## DIRECTIONS FOR THIS TASK:
In the data, find the word "count" and copy out every line that has it.

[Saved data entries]
⟨

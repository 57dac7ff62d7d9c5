//! Scene decimation pipeline
//!
//! Sequences triangulation, decimation, and attribute remapping once per
//! mesh in a source scene, writing each surviving mesh to the output scene
//! and aggregating per-mesh diagnostics. Scene-document I/O stays behind
//! the [`SceneReader`] / [`SceneWriter`] collaborator traits; this crate
//! never touches files itself.

pub mod config;
pub mod scene;
pub mod orchestrator;

pub use config::*;
pub use scene::*;
pub use orchestrator::*;
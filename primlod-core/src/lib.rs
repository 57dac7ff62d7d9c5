//! Core data structures for primlod
//!
//! This crate provides the data model shared by the primlod pipeline:
//! source meshes as extracted from a scene description, simplified output
//! meshes, typed primvar storage, diagnostics, and error types.

pub mod point;
pub mod primvar;
pub mod mesh;
pub mod diagnostic;
pub mod error;

pub use point::*;
pub use primvar::*;
pub use mesh::*;
pub use diagnostic::*;
pub use error::*;

/// Re-export commonly used types from nalgebra
pub use nalgebra::{Point3, Vector3};

/// Common result type for primlod operations
pub type Result<T> = std::result::Result<T, Error>;
//! Error types for primlod

use thiserror::Error;

/// Main error type for primlod operations.
///
/// Mesh- and primvar-level variants are captured as diagnostics by the
/// pipeline and never unwind past it; only `DocumentIo` surfaces to the
/// caller as a hard failure.
#[derive(Error, Debug)]
pub enum Error {
    #[error("Missing geometry: {0}")]
    MissingGeometry(String),

    #[error("Malformed face data: {0}")]
    MalformedFaceData(String),

    #[error("Empty mesh: {0}")]
    EmptyMesh(String),

    #[error("Simplification failed: {0}")]
    SimplificationFailed(String),

    #[error("Attribute length mismatch: {0}")]
    AttributeLengthMismatch(String),

    #[error("Unknown interpolation: {0}")]
    UnknownInterpolation(String),

    #[error("Invalid configuration: {0}")]
    InvalidConfig(String),

    #[error("Document I/O error: {0}")]
    DocumentIo(String),
}

impl From<std::io::Error> for Error {
    fn from(e: std::io::Error) -> Self {
        Error::DocumentIo(e.to_string())
    }
}
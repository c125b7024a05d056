// Host-side tests for frame coalescing, debouncing, loop cancellation and
// page lifecycle handling.
// The main crate is wasm-only, so we include the pure-Rust modules directly.

#![allow(dead_code)]
include!("support/harness.rs");

use crate::core::scheduler::*;

#[test]
fn coalescer_requests_once_per_frame() {
    let mut c = FrameCoalescer::default();
    let scheduled = (0..5).filter(|_| c.request()).count();
    assert_eq!(scheduled, 1);
    assert!(c.is_pending());
    c.complete();
    assert!(!c.is_pending());
    assert!(c.request());
}

#[test]
fn debounce_fires_once_after_the_last_trigger() {
    let mut d = Debouncer::new(250.0);
    let _a = d.trigger(0.0);
    let _b = d.trigger(100.0);
    let c = d.trigger(200.0);
    assert_eq!(d.poll(c, 449.0), DebouncePoll::Wait(1.0));
    assert_eq!(d.poll(c, 450.0), DebouncePoll::Fire);
    assert_eq!(d.poll(c, 500.0), DebouncePoll::Stale);
}

#[test]
fn early_timer_gets_the_remaining_wait() {
    let mut d = Debouncer::new(250.0);
    let t = d.trigger(1000.0);
    // timer woke at 249.5ms on a different clock
    match d.poll(t, 1249.5) {
        DebouncePoll::Wait(ms) => assert!((ms - 0.5).abs() < 1e-9),
        other => panic!("expected a wait, got {other:?}"),
    }
    assert_eq!(d.poll(t, 1250.0), DebouncePoll::Fire);
}

#[test]
fn stale_tickets_never_fire() {
    let mut d = Debouncer::new(250.0);
    let first = d.trigger(0.0);
    let second = d.trigger(10.0);
    assert_eq!(d.poll(first, 1000.0), DebouncePoll::Stale);
    assert_eq!(d.poll(second, 1000.0), DebouncePoll::Fire);
    assert_eq!(d.poll(second, 2000.0), DebouncePoll::Stale);
}

#[test]
fn burst_of_timers_yields_one_refresh() {
    let mut d = Debouncer::new(250.0);
    let tickets: Vec<_> = (0..8).map(|i| d.trigger(i as f64 * 16.0)).collect();
    let now = 7.0 * 16.0 + 250.0;
    let fired = tickets
        .into_iter()
        .filter(|t| d.poll(*t, now) == DebouncePoll::Fire)
        .count();
    assert_eq!(fired, 1);
}

#[test]
fn driver_runs_until_cancelled() {
    let token = CancelToken::new();
    let mut driver = FrameDriver::new(token.clone());
    let mut ran = 0;
    assert!(driver.step(|| ran += 1));
    assert!(driver.step(|| ran += 1));
    token.cancel();
    assert!(!driver.step(|| ran += 1));
    assert_eq!(ran, 2);
    assert_eq!(driver.frames(), 2);
}

#[test]
fn cancel_inside_frame_stops_rescheduling() {
    let token = CancelToken::new();
    let mut driver = FrameDriver::new(token.clone());
    let inner = token.clone();
    assert!(!driver.step(move || inner.cancel()));
    assert_eq!(driver.frames(), 1);
}

#[test]
fn back_forward_cache_restore_restarts_the_loop() {
    let mut page = PageLifecycle::default();
    // initial load
    assert_eq!(page.on_show(false), LoopCommand::Keep);
    assert_eq!(page.on_hide(true), LoopCommand::Stop);
    assert_eq!(page.on_show(true), LoopCommand::Restart);
    // and again on the next trip through the cache
    assert_eq!(page.on_hide(true), LoopCommand::Stop);
    assert_eq!(page.on_show(true), LoopCommand::Restart);
    assert_eq!(page.on_show(true), LoopCommand::Keep);
}

#[test]
fn unloaded_page_stays_stopped() {
    let mut page = PageLifecycle::default();
    assert_eq!(page.on_hide(false), LoopCommand::Stop);
    assert_eq!(page.on_hide(false), LoopCommand::Keep);
    assert_eq!(page.on_show(true), LoopCommand::Keep);
}

#[test]
fn restarted_driver_runs_on_a_fresh_token() {
    let mut page = PageLifecycle::default();
    let first = CancelToken::new();
    if page.on_hide(true) == LoopCommand::Stop {
        first.cancel();
    }
    assert!(first.is_cancelled());
    assert_eq!(page.on_show(true), LoopCommand::Restart);
    let mut driver = FrameDriver::new(CancelToken::new());
    let mut ran = false;
    assert!(driver.step(|| ran = true));
    assert!(ran);
}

⟩

## RESULT:
    let scheduled = (0..5).filter(|_| c.request()).count();
        .count();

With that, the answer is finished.